> _Aim of the task_
Transcribe the data below verbatim from the line with "use super::vr::Vr;" to the line with "pub struct Sequence". Include both of those lines.

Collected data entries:
//! In-memory record model.
//!
//! Scalars keep their raw value bytes so that untouched fields serialize back
//! byte-for-byte. Sequences and items remember whether they were delimited
//! (undefined length) on the wire.

use std::borrow::Cow;
use std::collections::BTreeMap;
use std::collections::btree_map;

use super::dict::{self, TRANSFER_SYNTAX_UID};
use super::vr::Vr;
use crate::error::{DeidError, Result};
use crate::tag::{Tag, tag_to_string};

pub const IMPLICIT_VR_LITTLE_ENDIAN: &str = "1.2.840.10008.1.2";
pub const EXPLICIT_VR_LITTLE_ENDIAN: &str = "1.2.840.10008.1.2.1";
pub const EXPLICIT_VR_BIG_ENDIAN: &str = "1.2.840.10008.1.2.2";
pub const DEFLATED_EXPLICIT_VR_LITTLE_ENDIAN: &str = "1.2.840.10008.1.2.1.99";

/// Field value: raw scalar bytes, a sequence of items, or a directly nested
/// record.
#[derive(Clone, Debug, PartialEq)]
pub enum Value {
    Scalar(Vec<u8>),
    Sequence(Sequence),
    Nested(Record),
}

#[derive(Clone, Debug, Default, PartialEq)]
pub struct Sequence {
    pub items: Vec<Record>,
    /// Items inside an explicit-VR `UN` sequence are implicit VR.
    pub implicit_items: bool,
}

#[derive(Clone, Debug, PartialEq)]
pub struct Element {
    pub vr: Vr,
    pub value: Value,
    /// Written with 0xFFFFFFFF length and a closing delimiter.
    pub undefined_length: bool,
}

/// Textual rendering of a field value.
#[derive(Clone, Debug, PartialEq, Eq)]
pub enum ValueText {
    Text(String),
    Binary(Vec<u8>),
    Sequence(usize),
}

impl ValueText {
    /// Form written to the archive sink.
    pub fn into_archive_string(self) -> String {
        match self {
            ValueText::Text(s) => s,
            ValueText::Binary(b) => hex::encode(b),
            ValueText::Sequence(n) => format!("<sequence of {n} items>"),
        }
    }
}

impl Element {
    pub fn text(vr: Vr, value: &str) -> Self {
        Self {
            vr,
            value: Value::Scalar(pad_even(value.as_bytes().to_vec(), vr.pad_byte())),
            undefined_length: false,
        }
    }

    pub fn bytes(vr: Vr, raw: Vec<u8>) -> Self {
        Self {
            vr,
            value: Value::Scalar(raw),
            undefined_length: false,
        }
    }

    pub fn sequence(items: Vec<Record>) -> Self {
        Self {
            vr: Vr::SQ,
            value: Value::Sequence(Sequence {
                items,
                implicit_items: false,
            }),
            undefined_length: false,
        }
    }

    pub fn nested(record: Record) -> Self {
        Self {
            vr: Vr::SQ,
            value: Value::Nested(record),
            undefined_length: false,
        }
    }

    pub fn is_scalar(&self) -> bool {
        matches!(self.value, Value::Scalar(_))
    }

    pub fn raw(&self) -> Option<&[u8]> {
        match &self.value {
            Value::Scalar(b) => Some(b),
            _ => None,
        }
    }

    /// String content of a text-VR scalar with trailing padding removed.
    pub fn as_text(&self) -> Option<String> {
        match &self.value {
            Value::Scalar(b) if self.vr.is_text() => {
                let s = String::from_utf8_lossy(b);
                Some(s.trim_end_matches([' ', '\0']).to_string())
            }
            _ => None,
        }
    }

    pub fn value_text(&self) -> ValueText {
        match &self.value {
            Value::Sequence(seq) => ValueText::Sequence(seq.items.len()),
            Value::Nested(_) => ValueText::Sequence(1),
            Value::Scalar(raw) => {
                if let Some(s) = self.as_text() {
                    return ValueText::Text(s);
                }
                match format_numbers(self.vr, raw) {
                    Some(s) => ValueText::Text(s),
                    None => ValueText::Binary(raw.clone()),
                }
            }
        }
    }

    /// Overwrite the value with a literal, encoded for this element's VR.
    pub fn set_text(&mut self, literal: &str) -> Result<()> {
        let invalid = || DeidError::InvalidValue {
            value: literal.to_string(),
            vr: self.vr.as_str(),
        };
        if !self.is_scalar() {
            return Err(invalid());
        }
        let raw = if self.vr.is_text() {
            pad_even(literal.as_bytes().to_vec(), self.vr.pad_byte())
        } else if self.vr.numeric_width().is_some() {
            encode_numbers(self.vr, literal).ok_or_else(invalid)?
        } else {
            pad_even(literal.as_bytes().to_vec(), 0)
        };
        self.value = Value::Scalar(raw);
        self.undefined_length = false;
        Ok(())
    }

    /// Replace every occurrence of `needle` inside a text-VR scalar.
    ///
    /// Works on raw bytes so content outside the match keeps its encoding.
    /// Returns true when the value changed.
    pub fn replace_text(&mut self, needle: &[u8], with: &[u8]) -> bool {
        if !self.vr.is_text() || needle.is_empty() {
            return false;
        }
        let pad = self.vr.pad_byte();
        let Value::Scalar(raw) = &mut self.value else {
            return false;
        };
        match replace_all(raw, needle, with) {
            Some(replaced) => {
                *raw = pad_even(replaced, pad);
                true
            }
            None => false,
        }
    }
}

/// Ordered mapping from tag to element.
#[derive(Clone, Debug, Default, PartialEq)]
pub struct Record {
    fields: BTreeMap<Tag, Element>,
    /// Set for sequence items written with an item delimiter.
    pub undefined_length: bool,
}

impl Record {
    pub fn new() -> Self {
        Self::default()
    }

    pub fn get(&self, tag: Tag) -> Option<&Element> {
        self.fields.get(&tag)
    }

    pub fn get_mut(&mut self, tag: Tag) -> Option<&mut Element> {
        self.fields.get_mut(&tag)
    }

    pub fn contains(&self, tag: Tag) -> bool {
        self.fields.contains_key(&tag)
    }

    pub fn insert(&mut self, tag: Tag, element: Element) -> Option<Element> {
        self.fields.insert(tag, element)
    }

    pub fn remove(&mut self, tag: Tag) -> Option<Element> {
        self.fields.remove(&tag)
    }

    pub fn len(&self) -> usize {
        self.fields.len()
    }

    pub fn is_empty(&self) -> bool {
        self.fields.is_empty()
    }

    pub fn iter(&self) -> btree_map::Iter<'_, Tag, Element> {
        self.fields.iter()
    }

    pub fn iter_mut(&mut self) -> btree_map::IterMut<'_, Tag, Element> {
        self.fields.iter_mut()
    }

    /// Text of a field when present and non-empty.
    pub fn text(&self, tag: Tag) -> Option<String> {
        self.get(tag)
            .and_then(Element::as_text)
            .filter(|s| !s.is_empty())
    }

    pub fn put_text(&mut self, tag: Tag, vr: Vr, value: &str) {
        self.insert(tag, Element::text(vr, value));
    }
}

impl<'a> IntoIterator for &'a Record {
    type Item = (&'a Tag, &'a Element);
    type IntoIter = btree_map::Iter<'a, Tag, Element>;

    fn into_iter(self) -> Self::IntoIter {
        self.fields.iter()
    }
}

#[derive(Clone, Copy, Debug, PartialEq, Eq)]
pub struct Encoding {
    pub explicit_vr: bool,
}

impl Encoding {
    pub const EXPLICIT: Encoding = Encoding { explicit_vr: true };
    pub const IMPLICIT: Encoding = Encoding { explicit_vr: false };
}

/// Transfer syntax of the main dataset.
#[derive(Clone, Debug, PartialEq, Eq)]
pub struct TransferSyntax {
    pub uid: String,
    pub encoding: Encoding,
}

impl TransferSyntax {
    pub fn from_uid(uid: &str) -> Result<Self> {
        let uid = uid.trim_end_matches(['\0', ' ']);
        let encoding = match uid {
            IMPLICIT_VR_LITTLE_ENDIAN => Encoding::IMPLICIT,
            EXPLICIT_VR_BIG_ENDIAN | DEFLATED_EXPLICIT_VR_LITTLE_ENDIAN => {
                return Err(DeidError::UnsupportedTransferSyntax(uid.to_string()));
            }
            // All remaining standard syntaxes encode the dataset as explicit
            // VR little endian (encapsulated pixel data included).
            _ => Encoding::EXPLICIT,
        };
        Ok(Self {
            uid: uid.to_string(),
            encoding,
        })
    }
}

/// A parsed imaging record: preamble, file-meta group and main dataset.
#[derive(Clone, Debug, PartialEq)]
pub struct DicomFile {
    pub preamble: [u8; 128],
    pub meta: Record,
    pub dataset: Record,
    pub syntax: TransferSyntax,
    /// Parsing stopped before pixel data; the record cannot be re-serialized.
    pub partial: bool,
}

impl DicomFile {
    /// New empty record with a minimal file-meta group.
    pub fn new(transfer_syntax_uid: &str, sop_class_uid: &str, sop_instance_uid: &str) -> Result<Self> {
        let syntax = TransferSyntax::from_uid(transfer_syntax_uid)?;
        let mut meta = Record::new();
        meta.insert(dict::FILE_META_VERSION, Element::bytes(Vr::OB, vec![0, 1]));
        meta.put_text(dict::MEDIA_STORAGE_SOP_CLASS_UID, Vr::UI, sop_class_uid);
        meta.put_text(dict::MEDIA_STORAGE_SOP_INSTANCE_UID, Vr::UI, sop_instance_uid);
        meta.put_text(TRANSFER_SYNTAX_UID, Vr::UI, transfer_syntax_uid);
        meta.put_text(dict::IMPLEMENTATION_CLASS_UID, Vr::UI, "1.2.826.0.1.3680043.10.1");
        let mut dataset = Record::new();
        dataset.put_text(dict::SOP_CLASS_UID, Vr::UI, sop_class_uid);
        dataset.put_text(dict::SOP_INSTANCE_UID, Vr::UI, sop_instance_uid);
        Ok(Self {
            preamble: [0u8; 128],
            meta,
            dataset,
            syntax,
            partial: false,
        })
    }
}

/// Human-readable name of a tag, falling back to its hex string.
pub fn display_name(tag: Tag) -> String {
    dict::name(tag)
        .map(Cow::into_owned)
        .unwrap_or_else(|| tag_to_string(tag))
}

fn pad_even(mut raw: Vec<u8>, pad: u8) -> Vec<u8> {
    if raw.len() % 2 == 1 {
        raw.push(pad);
    }
    raw
}

fn replace_all(haystack: &[u8], needle: &[u8], with: &[u8]) -> Option<Vec<u8>> {
    let mut out = Vec::with_capacity(haystack.len());
    let mut i = 0;
    let mut hit = false;
    while i < haystack.len() {
        if haystack[i..].starts_with(needle) {
            out.extend_from_slice(with);
            i += needle.len();
            hit = true;
        } else {
            out.push(haystack[i]);
            i += 1;
        }
    }
    hit.then_some(out)
}

fn format_numbers(vr: Vr, raw: &[u8]) -> Option<String> {
    let width = vr.numeric_width()?;
    if raw.len() % width != 0 {
        return None;
    }
    let parts: Vec<String> = raw
        .chunks_exact(width)
        .map(|c| match vr {
            Vr::US => u16::from_le_bytes([c[0], c[1]]).to_string(),
            Vr::SS => i16::from_le_bytes([c[0], c[1]]).to_string(),
            Vr::UL => u32::from_le_bytes([c[0], c[1], c[2], c[3]]).to_string(),
            Vr::SL => i32::from_le_bytes([c[0], c[1], c[2], c[3]]).to_string(),
            Vr::FL => f32::from_le_bytes([c[0], c[1], c[2], c[3]]).to_string(),
            Vr::AT => {
                let g = u16::from_le_bytes([c[0], c[1]]) as u32;
                let e = u16::from_le_bytes([c[2], c[3]]) as u32;
                tag_to_string((g << 16) | e)
            }
            Vr::FD => f64::from_le_bytes(eight(c)).to_string(),
            Vr::SV => i64::from_le_bytes(eight(c)).to_string(),
            _ => u64::from_le_bytes(eight(c)).to_string(),
        })
        .collect();
    Some(parts.join("\\"))
}

fn eight(c: &[u8]) -> [u8; 8] {
    let mut b = [0u8; 8];
    b.copy_from_slice(c);
    b
}

fn encode_numbers(vr: Vr, literal: &str) -> Option<Vec<u8>> {
    let mut out = Vec::new();
    for part in literal.split('\\').map(str::trim) {
        match vr {
            Vr::US => out.extend_from_slice(&part.parse::<u16>().ok()?.to_le_bytes()),
            Vr::SS => out.extend_from_slice(&part.parse::<i16>().ok()?.to_le_bytes()),
            Vr::UL => out.extend_from_slice(&part.parse::<u32>().ok()?.to_le_bytes()),
            Vr::SL => out.extend_from_slice(&part.parse::<i32>().ok()?.to_le_bytes()),
            Vr::FL => out.extend_from_slice(&part.parse::<f32>().ok()?.to_le_bytes()),
            Vr::FD => out.extend_from_slice(&part.parse::<f64>().ok()?.to_le_bytes()),
            Vr::SV => out.extend_from_slice(&part.parse::<i64>().ok()?.to_le_bytes()),
            Vr::UV => out.extend_from_slice(&part.parse::<u64>().ok()?.to_le_bytes()),
            Vr::AT => {
                let tag = crate::tag::string_to_tag(part).ok()?;
                out.extend_from_slice(&crate::tag::group(tag).to_le_bytes());
                out.extend_from_slice(&crate::tag::element(tag).to_le_bytes());
            }
            _ => return None,
        }
    }
    Some(out)
}

#[cfg(test)]
mod tests {
    use super::*;

    #[test]
    fn text_is_padded_and_trimmed() {
        let el = Element::text(Vr::PN, "Doe^Jo");
        assert_eq!(el.raw().unwrap(), b"Doe^Jo");
        let el = Element::text(Vr::LO, "abc");
        assert_eq!(el.raw().unwrap(), b"abc ");
        assert_eq!(el.as_text().as_deref(), Some("abc"));
        let el = Element::text(Vr::UI, "1.2.3");
        assert_eq!(el.raw().unwrap(), b"1.2.3\0");
    }

    #[test]
    fn numeric_values_render_and_parse() {
        let mut el = Element::bytes(Vr::US, vec![0x00, 0x02, 0x10, 0x00]);
        assert_eq!(el.value_text(), ValueText::Text("512\\16".to_string()));
        el.set_text("7").unwrap();
        assert_eq!(el.raw().unwrap(), &[7, 0]);
        assert!(el.set_text("seven").is_err());
    }

    #[test]
    fn binary_values_are_reported_as_binary() {
        let el = Element::bytes(Vr::OB, vec![1, 2]);
        assert_eq!(el.value_text(), ValueText::Binary(vec![1, 2]));
        assert_eq!(el.value_text().into_archive_string(), "0102");
    }

    #[test]
    fn replace_text_hits_every_occurrence() {
        let mut el = Element::text(Vr::LT, "20100101 and 20100101");
        assert!(el.replace_text(b"20100101", b"19991231"));
        assert_eq!(el.as_text().as_deref(), Some("19991231 and 19991231"));
        assert!(!el.replace_text(b"20100101", b"19991231"));
    }

    #[test]
    fn replace_text_ignores_binary_vrs() {
        let mut el = Element::bytes(Vr::OB, b"20100101".to_vec());
        assert!(!el.replace_text(b"20100101", b"19991231"));
        assert_eq!(el.raw().unwrap(), b"20100101");
    }

    #[test]
    fn sequences_cannot_take_text() {
        let mut el = Element::sequence(vec![Record::new()]);
        assert!(matches!(
            el.set_text("x"),
            Err(DeidError::InvalidValue { vr: "SQ", .. })
        ));
    }

    #[test]
    fn transfer_syntax_selection() {
        assert_eq!(
            TransferSyntax::from_uid(IMPLICIT_VR_LITTLE_ENDIAN).unwrap().encoding,
            Encoding::IMPLICIT
        );
        assert_eq!(
            TransferSyntax::from_uid("1.2.840.10008.1.2.4.50\0").unwrap().encoding,
            Encoding::EXPLICIT
        );
        assert!(TransferSyntax::from_uid(EXPLICIT_VR_BIG_ENDIAN).is_err());
    }
}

> _Your response_
use super::vr::Vr;
use crate::error::{DeidError, Result};
use crate::tag::{Tag, tag_to_string};

pub const IMPLICIT_VR_LITTLE_ENDIAN: &str = "1.2.840.10008.1.2";
pub const EXPLICIT_VR_LITTLE_ENDIAN: &str = "1.2.840.10008.1.2.1";
pub const EXPLICIT_VR_BIG_ENDIAN: &str = "1.2.840.10008.1.2.2";
pub const DEFLATED_EXPLICIT_VR_LITTLE_ENDIAN: &str = "1.2.840.10008.1.2.1.99";

/// Field value: raw scalar bytes, a sequence of items, or a directly nested
/// record.
#[derive(Clone, Debug, PartialEq)]
pub enum Value {
    Scalar(Vec<u8>),
    Sequence(Sequence),
    Nested(Record),
}

#[derive(Clone, Debug, Default, PartialEq)]
pub struct Sequence {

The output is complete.